Na ocasião Bolsonaro anunciou que apresentaria “evidências” de fraudes nas urnas eletrônicas – que jamais demonstrou. Ao determinar a inclusão de Bolsonaro no inquérito das “fake news”, em 4 de agosto, Moraes determinou que Torres prestasse depoimento sobre o episódio. Moraes também enviou ofício ao corregedor-geral da Justiça Eleitoral, ministro Luis Felipe Salomão, para verificar se o titular do Ministério da Justiça buscou visibilidade política ao participar da “live” – o que, em tese, caracterizaria propaganda eleitoral antecipada.

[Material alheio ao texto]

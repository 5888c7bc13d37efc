//! The orchestrator: adapters → normalization → store.
//!
//! ```text
//! Idle → Fetching(adapter_i)… → Normalizing → Persisting → Done
//! ```
//!
//! Adapters run as tasks gated by a semaphore. A failed, panicked or
//! overdue adapter contributes nothing and the run carries on.

pub mod config;
pub mod summary;

pub use config::PipelineConfig;
pub use summary::{AdapterReport, AdapterStatus, PersistStatus, RunSummary};

use std::sync::Arc;
use std::time::Duration;

use chrono::Utc;
use tokio::sync::{watch, Semaphore};
use tokio::time::Instant;
use tracing::{error, info, warn};

use crate::domain::RawEvent;
use crate::fetcher::Fetcher;
use crate::normalizer::Normalizer;
use crate::sources::{AdapterError, Extraction, SourceAdapter};
use crate::store::EventStore;

/// Where a run currently is.
#[derive(Debug, Clone, PartialEq, Eq)]
pub enum RunPhase {
    Idle,
    Fetching {
        platform: String,
        index: usize,
        total: usize,
    },
    Normalizing,
    Persisting,
    Done,
}

type AdapterOutcome = (Result<Extraction, AdapterError>, Duration);

pub struct Pipeline {
    adapters: Vec<Arc<dyn SourceAdapter>>,
    fetcher: Arc<dyn Fetcher>,
    normalizer: Normalizer,
    store: Arc<dyn EventStore>,
    config: PipelineConfig,
    phase: Arc<watch::Sender<RunPhase>>,
}

impl Pipeline {
    pub fn new(
        adapters: Vec<Arc<dyn SourceAdapter>>,
        fetcher: Arc<dyn Fetcher>,
        normalizer: Normalizer,
        store: Arc<dyn EventStore>,
        config: PipelineConfig,
    ) -> Self {
        let (phase, _) = watch::channel(RunPhase::Idle);
        Self {
            adapters,
            fetcher,
            normalizer,
            store,
            config,
            phase: Arc::new(phase),
        }
    }

    /// Follow the run's progress.
    pub fn subscribe(&self) -> watch::Receiver<RunPhase> {
        self.phase.subscribe()
    }

    pub fn adapters(&self) -> &[Arc<dyn SourceAdapter>] {
        &self.adapters
    }

    pub async fn run(&self) -> RunSummary {
        let started_at = Utc::now();
        let deadline = Instant::now() + self.config.deadline();
        info!(
            adapters = self.adapters.len(),
            workers = self.config.workers,
            "Starting run"
        );

        let (raw, adapters) = self.fetch_all(deadline).await;

        self.phase.send_replace(RunPhase::Normalizing);
        let records = self.normalizer.normalize(&raw);

        self.phase.send_replace(RunPhase::Persisting);
        let persist = if records.is_empty() {
            warn!("Run produced no events, keeping the stored listing");
            PersistStatus::SkippedEmpty
        } else {
            match self.store.replace_all(&records) {
                Ok(report) => PersistStatus::Persisted(report),
                Err(e) => {
                    error!(error = %e, "Failed to persist events");
                    PersistStatus::Failed(e.to_string())
                }
            }
        };

        let summary = RunSummary {
            started_at,
            finished_at: Utc::now(),
            raw_count: raw.len(),
            unique_count: records.len(),
            adapters,
            persist,
        };

        if let Err(e) = self.store.record_run(&summary.to_run_record()) {
            warn!(error = %e, "Failed to record run");
        }

        self.fetcher.shutdown().await;
        self.phase.send_replace(RunPhase::Done);

        info!(
            raw = summary.raw_count,
            unique = summary.unique_count,
            persisted = summary.persisted(),
            adapters_ok = summary.adapters_ok(),
            adapters_failed = summary.adapters_failed(),
            "Run finished"
        );
        summary
    }

    async fn fetch_all(&self, deadline: Instant) -> (Vec<RawEvent>, Vec<AdapterReport>) {
        let semaphore = Arc::new(Semaphore::new(self.config.workers.max(1)));
        let total = self.adapters.len();
        let mut handles = Vec::with_capacity(total);

        for (index, adapter) in self.adapters.iter().enumerate() {
            let adapter = adapter.clone();
            let fetcher = self.fetcher.clone();
            let semaphore = semaphore.clone();
            let phase = self.phase.clone();
            let delay = self.config.adapter_delay;

            let handle = tokio::spawn(async move {
                let permit = semaphore.acquire_owned().await.ok();
                phase.send_replace(RunPhase::Fetching {
                    platform: adapter.platform().to_string(),
                    index,
                    total,
                });

                let started = Instant::now();
                let result = adapter.extract(fetcher.as_ref()).await;
                let elapsed = started.elapsed();

                // The permit stays taken through the politeness pause, but the
                // result is handed back right away.
                if let Some(permit) = permit {
                    tokio::spawn(async move {
                        delay.sleep().await;
                        drop(permit);
                    });
                }

                (result, elapsed)
            });

            handles.push(handle);
        }

        let mut raw = Vec::new();
        let mut reports = Vec::with_capacity(total);

        for (adapter, mut handle) in self.adapters.iter().zip(handles) {
            let platform = adapter.platform().to_string();

            let outcome: Result<AdapterOutcome, AdapterStatus> =
                match tokio::time::timeout_at(deadline, &mut handle).await {
                    Ok(Ok(outcome)) => Ok(outcome),
                    Ok(Err(e)) => {
                        error!(%platform, "Task join error: {}", e);
                        Err(AdapterStatus::Failed(format!("adapter task failed: {}", e)))
                    }
                    Err(_) => {
                        handle.abort();
                        warn!(%platform, "Deadline reached, abandoning adapter");
                        Err(AdapterStatus::TimedOut)
                    }
                };

            let report = match outcome {
                Ok((Ok(extraction), elapsed)) => {
                    info!(
                        %platform,
                        records = extraction.events.len(),
                        pages_ok = extraction.pages_ok,
                        pages_failed = extraction.pages_failed,
                        "Adapter finished"
                    );
                    let report = AdapterReport {
                        platform,
                        status: AdapterStatus::Succeeded,
                        records: extraction.events.len(),
                        pages_ok: extraction.pages_ok,
                        pages_failed: extraction.pages_failed,
                        elapsed,
                    };
                    raw.extend(extraction.events);
                    report
                }
                Ok((Err(e), elapsed)) => {
                    warn!(%platform, error = %e, "Adapter failed");
                    let pages_failed = match &e {
                        AdapterError::AllPagesFailed { pages, .. } => *pages,
                        AdapterError::Other(_) => 0,
                    };
                    AdapterReport {
                        platform,
                        status: AdapterStatus::Failed(e.to_string()),
                        records: 0,
                        pages_ok: 0,
                        pages_failed,
                        elapsed,
                    }
                }
                Err(status) => AdapterReport {
                    platform,
                    status,
                    records: 0,
                    pages_ok: 0,
                    pages_failed: 0,
                    elapsed: Duration::ZERO,
                },
            };

            reports.push(report);
        }

        (raw, reports)
    }
}
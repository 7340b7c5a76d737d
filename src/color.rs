use serde::{Deserialize, Serialize};

use crate::foundation::core::Rgba8Premul;

/// Straight-alpha color with normalized channels, as written in deck files.
///
/// Accepts `"#RRGGBB"`, `"#RRGGBBAA"`, `{r,g,b[,a]}`, `{h,s,l[,a]}` (hue in
/// degrees) and `[r,g,b[,a]]`. Serializes back to a hex string.
#[derive(Debug, Clone, Copy, PartialEq)]
pub struct Color {
    pub r: f64,
    pub g: f64,
    pub b: f64,
    pub a: f64,
}

impl Color {
    pub fn rgba(r: f64, g: f64, b: f64, a: f64) -> Self {
        Self { r, g, b, a }
    }

    pub fn to_rgba8_premul(self) -> Rgba8Premul {
        let a = to_u8(self.a);
        Rgba8Premul::from_straight_rgba(to_u8(self.r), to_u8(self.g), to_u8(self.b), a)
    }

    pub fn to_hex(self) -> String {
        let (r, g, b, a) = (to_u8(self.r), to_u8(self.g), to_u8(self.b), to_u8(self.a));
        if a == 255 {
            format!("#{r:02x}{g:02x}{b:02x}")
        } else {
            format!("#{r:02x}{g:02x}{b:02x}{a:02x}")
        }
    }
}

fn to_u8(x: f64) -> u8 {
    (x.clamp(0.0, 1.0) * 255.0).round() as u8
}

impl Serialize for Color {
    fn serialize<S>(&self, serializer: S) -> Result<S::Ok, S::Error>
    where
        S: serde::Serializer,
    {
        serializer.serialize_str(&self.to_hex())
    }
}

impl<'de> Deserialize<'de> for Color {
    fn deserialize<D>(deserializer: D) -> Result<Self, D::Error>
    where
        D: serde::Deserializer<'de>,
    {
        #[derive(Deserialize)]
        #[serde(untagged)]
        enum Repr {
            Hex(String),
            Rgba {
                r: f64,
                g: f64,
                b: f64,
                #[serde(default = "opaque")]
                a: f64,
            },
            Hsla {
                h: f64,
                s: f64,
                l: f64,
                #[serde(default = "opaque")]
                a: f64,
            },
            Arr(Vec<f64>),
        }

        fn opaque() -> f64 {
            1.0
        }

        match Repr::deserialize(deserializer)? {
            Repr::Hex(s) => parse_hex(&s).map_err(serde::de::Error::custom),
            Repr::Rgba { r, g, b, a } => Ok(Self::rgba(r, g, b, a)),
            Repr::Hsla { h, s, l, a } => Ok(hsla(h, s, l, a)),
            Repr::Arr(v) => match v.as_slice() {
                [r, g, b] => Ok(Self::rgba(*r, *g, *b, 1.0)),
                [r, g, b, a] => Ok(Self::rgba(*r, *g, *b, *a)),
                _ => Err(serde::de::Error::custom(
                    "color array must be [r,g,b] or [r,g,b,a]",
                )),
            },
        }
    }
}

fn parse_hex(s: &str) -> Result<Color, String> {
    let s = s.trim();
    let digits = s.strip_prefix('#').unwrap_or(s);
    if !digits.is_ascii() || !matches!(digits.len(), 6 | 8) {
        return Err(format!(
            "invalid color \"{s}\": expected #RRGGBB or #RRGGBBAA"
        ));
    }

    let channel = |i: usize| -> Result<f64, String> {
        let pair = &digits[i..i + 2];
        u8::from_str_radix(pair, 16)
            .map(|v| f64::from(v) / 255.0)
            .map_err(|_| format!("invalid hex byte \"{pair}\" in color \"{s}\""))
    };

    let a = if digits.len() == 8 { channel(6)? } else { 1.0 };
    Ok(Color::rgba(channel(0)?, channel(2)?, channel(4)?, a))
}

fn hsla(h: f64, s: f64, l: f64, a: f64) -> Color {
    let h = h.rem_euclid(360.0) / 360.0;
    let s = s.clamp(0.0, 1.0);
    let l = l.clamp(0.0, 1.0);
    if s == 0.0 {
        return Color::rgba(l, l, l, a);
    }

    let q = if l < 0.5 { l * (1.0 + s) } else { l + s - l * s };
    let p = 2.0 * l - q;
    let channel = |t: f64| {
        let t = t.rem_euclid(1.0);
        if t < 1.0 / 6.0 {
            p + (q - p) * 6.0 * t
        } else if t < 0.5 {
            q
        } else if t < 2.0 / 3.0 {
            p + (q - p) * (2.0 / 3.0 - t) * 6.0
        } else {
            p
        }
    };

    Color::rgba(channel(h + 1.0 / 3.0), channel(h), channel(h - 1.0 / 3.0), a)
}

Em 16 de junho, Torres posou para foto com o senador Flávio Bolsonaro (Republicanos-RJ) durante cerimônia de posse da diretoria do PSL do Distrito Federal. Durante o evento, o vice-presidente nacional do partido, Antonio Rueda, disse em discurso que o objetivo da sigla é que o atual ministro da Justiça saia candidato a senador ou a governador pela legenda.
A instabilidade da PF sob Bolsonaro não encontra paralelo. Ainda que no governo do ex-presidente Fernando Henrique Cardoso (1995-2002) quatro delegados tenham ocupado a direção-geral entre março e junho de 1999, o motivo para as trocas envolveu disputas políticas entre o então ministro da Justiça, o atual senador e relator da CPI da Covid-19, Renan Calheiros (MDB-AL), com colegas de ministério e o à época governador de São Paulo, o tucano Mário Covas (1930-2001).
Na avaliação de um graduado delegado da corporação, ao contrário de outros governos em que a pressão política ocorria de fora para dentro, a gestão Bolsonaro atua internamente, num movimento para desgastar a instituição. A fonte se refere a essa prática como um “processo de desinstitucionalização”.
O presidente da Federação Nacional dos Policiais Federais (Fenapef), Luís Boudens, chama a atenção para a investigação que tramita no Supremo e apura se o presidente da República vazou dados de um inquérito sigiloso conduzido pela PF. No dia 4 de agosto, Bolsonaro divulgou em redes sociais a íntegra de investigação que apura suposto ataque hacker ao sistema interno do Tribunal Superior Eleitoral (TSE) em 2018 – que segundo o tribunal não representou risco às eleições daquele ano. Para Boudens, trata-se de um indício grave de que o inquérito da PF pode ter sofrido influência externa.
Procurada por meio da assessoria de imprensa, a PF não se pronunciou. O Ministério da Justiça também não respondeu ao pedido de manifestação feito pelo Valor.